EXCERPTED DATA.
+++++

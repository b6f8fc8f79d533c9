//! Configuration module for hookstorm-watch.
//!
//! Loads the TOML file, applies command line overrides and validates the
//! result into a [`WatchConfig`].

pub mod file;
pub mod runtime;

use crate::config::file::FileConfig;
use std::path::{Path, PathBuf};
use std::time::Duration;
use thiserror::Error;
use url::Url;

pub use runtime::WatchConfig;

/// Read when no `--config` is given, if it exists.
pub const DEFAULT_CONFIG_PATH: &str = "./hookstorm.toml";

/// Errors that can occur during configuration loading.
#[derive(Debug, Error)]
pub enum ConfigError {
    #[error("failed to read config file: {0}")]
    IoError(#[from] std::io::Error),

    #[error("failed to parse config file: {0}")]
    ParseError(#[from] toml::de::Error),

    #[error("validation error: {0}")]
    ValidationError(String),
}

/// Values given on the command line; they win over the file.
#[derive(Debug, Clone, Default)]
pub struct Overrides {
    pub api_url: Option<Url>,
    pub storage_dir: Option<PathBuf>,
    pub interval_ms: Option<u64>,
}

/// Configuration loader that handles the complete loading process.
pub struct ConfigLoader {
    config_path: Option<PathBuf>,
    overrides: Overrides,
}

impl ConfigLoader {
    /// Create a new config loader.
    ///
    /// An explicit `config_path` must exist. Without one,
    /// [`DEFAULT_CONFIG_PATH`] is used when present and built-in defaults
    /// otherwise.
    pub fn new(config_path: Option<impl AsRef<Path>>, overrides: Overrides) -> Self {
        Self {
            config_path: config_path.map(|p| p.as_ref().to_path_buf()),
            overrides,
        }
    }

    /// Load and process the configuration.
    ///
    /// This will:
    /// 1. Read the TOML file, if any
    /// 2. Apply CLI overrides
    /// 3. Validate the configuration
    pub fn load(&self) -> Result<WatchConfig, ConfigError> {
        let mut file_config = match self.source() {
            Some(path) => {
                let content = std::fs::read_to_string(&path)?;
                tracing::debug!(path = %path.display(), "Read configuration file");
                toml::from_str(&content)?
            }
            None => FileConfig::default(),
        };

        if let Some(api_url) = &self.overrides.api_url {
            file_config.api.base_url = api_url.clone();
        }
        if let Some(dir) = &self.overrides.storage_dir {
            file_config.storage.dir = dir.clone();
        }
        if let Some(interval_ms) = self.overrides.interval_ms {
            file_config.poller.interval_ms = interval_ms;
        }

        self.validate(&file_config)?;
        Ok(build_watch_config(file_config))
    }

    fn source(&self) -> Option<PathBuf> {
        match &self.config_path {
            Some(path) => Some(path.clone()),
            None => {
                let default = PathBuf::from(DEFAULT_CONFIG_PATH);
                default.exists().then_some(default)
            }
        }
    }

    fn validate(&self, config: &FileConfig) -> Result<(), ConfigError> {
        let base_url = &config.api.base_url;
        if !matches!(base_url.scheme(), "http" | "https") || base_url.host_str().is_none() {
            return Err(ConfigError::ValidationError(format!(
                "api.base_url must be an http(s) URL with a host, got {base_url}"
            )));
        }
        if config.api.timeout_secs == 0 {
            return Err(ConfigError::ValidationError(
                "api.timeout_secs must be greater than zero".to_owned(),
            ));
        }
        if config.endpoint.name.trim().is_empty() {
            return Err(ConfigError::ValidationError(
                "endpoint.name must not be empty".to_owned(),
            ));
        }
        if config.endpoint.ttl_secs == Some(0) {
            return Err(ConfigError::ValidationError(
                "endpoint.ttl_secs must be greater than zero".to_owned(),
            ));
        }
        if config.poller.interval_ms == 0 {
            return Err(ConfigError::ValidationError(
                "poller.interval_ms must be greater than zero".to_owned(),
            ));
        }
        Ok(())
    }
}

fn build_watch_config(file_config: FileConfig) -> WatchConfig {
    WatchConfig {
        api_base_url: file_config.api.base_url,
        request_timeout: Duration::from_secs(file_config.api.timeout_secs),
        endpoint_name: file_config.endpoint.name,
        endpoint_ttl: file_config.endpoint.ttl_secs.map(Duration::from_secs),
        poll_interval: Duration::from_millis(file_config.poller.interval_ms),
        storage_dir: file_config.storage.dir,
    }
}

+++++

WORK REQUEST. The data must be duplicated exactly, with nothing left out.

RESULT FOR THIS EXERCISE.
repository b6f8fc8f79d533c9
//! Configuration module for hookstorm-watch.
//!
//! Loads the TOML file, applies command line overrides and validates the
//! result into a [`WatchConfig`].

pub mod file;
pub mod runtime;

use crate::config::file::FileConfig;
use std::path::{Path, PathBuf};
use std::time::Duration;
use thiserror::Error;
use url::Url;

pub use runtime::WatchConfig;

/// Read when no `--config` is given, if it exists.
pub const DEFAULT_CONFIG_PATH: &str = "./hookstorm.toml";

/// Errors that can occur during configuration loading.
#[derive(Debug, Error)]
pub enum ConfigError {
    #[error("failed to read config file: {0}")]
    IoError(#[from] std::io::Error),

    #[error("failed to parse config file: {0}")]
    ParseError(#[from] toml::de::Error),

    #[error("validation error: {0}")]
    ValidationError(String),
}

/// Values given on the command line; they win over the file.
#[derive(Debug, Clone, Default)]
pub struct Overrides {
    pub api_url: Option<Url>,
    pub storage_dir: Option<PathBuf>,
    pub interval_ms: Option<u64>,
}

/// Configuration loader that handles the complete loading process.
pub struct ConfigLoader {
    config_path: Option<PathBuf>,
    overrides: Overrides,
}

impl ConfigLoader {
    /// Create a new config loader.
    ///
    /// An explicit `config_path` must exist. Without one,
    /// [`DEFAULT_CONFIG_PATH`] is used when present and built-in defaults
    /// otherwise.
    pub fn new(config_path: Option<impl AsRef<Path>>, overrides: Overrides) -> Self {
        Self {
            config_path: config_path.map(|p| p.as_ref().to_path_buf()),
            overrides,
        }
    }

    /// Load and process the configuration.
    ///
    /// This will:
    /// 1. Read the TOML file, if any
    /// 2. Apply CLI overrides
    /// 3. Validate the configuration
    pub fn load(&self) -> Result<WatchConfig, ConfigError> {
        let mut file_config = match self.source() {
            Some(path) => {
                let content = std::fs::read_to_string(&path)?;
                tracing::debug!(path = %path.display(), "Read configuration file");
                toml::from_str(&content)?
            }
            None => FileConfig::default(),
        };

        if let Some(api_url) = &self.overrides.api_url {
            file_config.api.base_url = api_url.clone();
        }
        if let Some(dir) = &self.overrides.storage_dir {
            file_config.storage.dir = dir.clone();
        }
        if let Some(interval_ms) = self.overrides.interval_ms {
            file_config.poller.interval_ms = interval_ms;
        }

        self.validate(&file_config)?;
        Ok(build_watch_config(file_config))
    }

    fn source(&self) -> Option<PathBuf> {
        match &self.config_path {
            Some(path) => Some(path.clone()),
            None => {
                let default = PathBuf::from(DEFAULT_CONFIG_PATH);
                default.exists().then_some(default)
            }
        }
    }

    fn validate(&self, config: &FileConfig) -> Result<(), ConfigError> {
        let base_url = &config.api.base_url;
        if !matches!(base_url.scheme(), "http" | "https") || base_url.host_str().is_none() {
            return Err(ConfigError::ValidationError(format!(
                "api.base_url must be an http(s) URL with a host, got {base_url}"
            )));
        }
        if config.api.timeout_secs == 0 {
            return Err(ConfigError::ValidationError(
                "api.timeout_secs must be greater than zero".to_owned(),
            ));
        }
        if config.endpoint.name.trim().is_empty() {
            return Err(ConfigError::ValidationError(
                "endpoint.name must not be empty".to_owned(),
            ));
        }
        if config.endpoint.ttl_secs == Some(0) {
            return Err(ConfigError::ValidationError(
                "endpoint.ttl_secs must be greater than zero".to_owned(),
            ));
        }
        if config.poller.interval_ms == 0 {
            return Err(ConfigError::ValidationError(
                "poller.interval_ms must be greater than zero".to_owned(),
            ));
        }
        Ok(())
    }
}

fn build_watch_config(file_config: FileConfig) -> WatchConfig {
    WatchConfig {
        api_base_url: file_config.api.base_url,
        request_timeout: Duration::from_secs(file_config.api.timeout_secs),
        endpoint_name: file_config.endpoint.name,
        endpoint_ttl: file_config.endpoint.ttl_secs.map(Duration::from_secs),
        poll_interval: Duration::from_millis(file_config.poller.interval_ms),
        storage_dir: file_config.storage.dir,
    }
}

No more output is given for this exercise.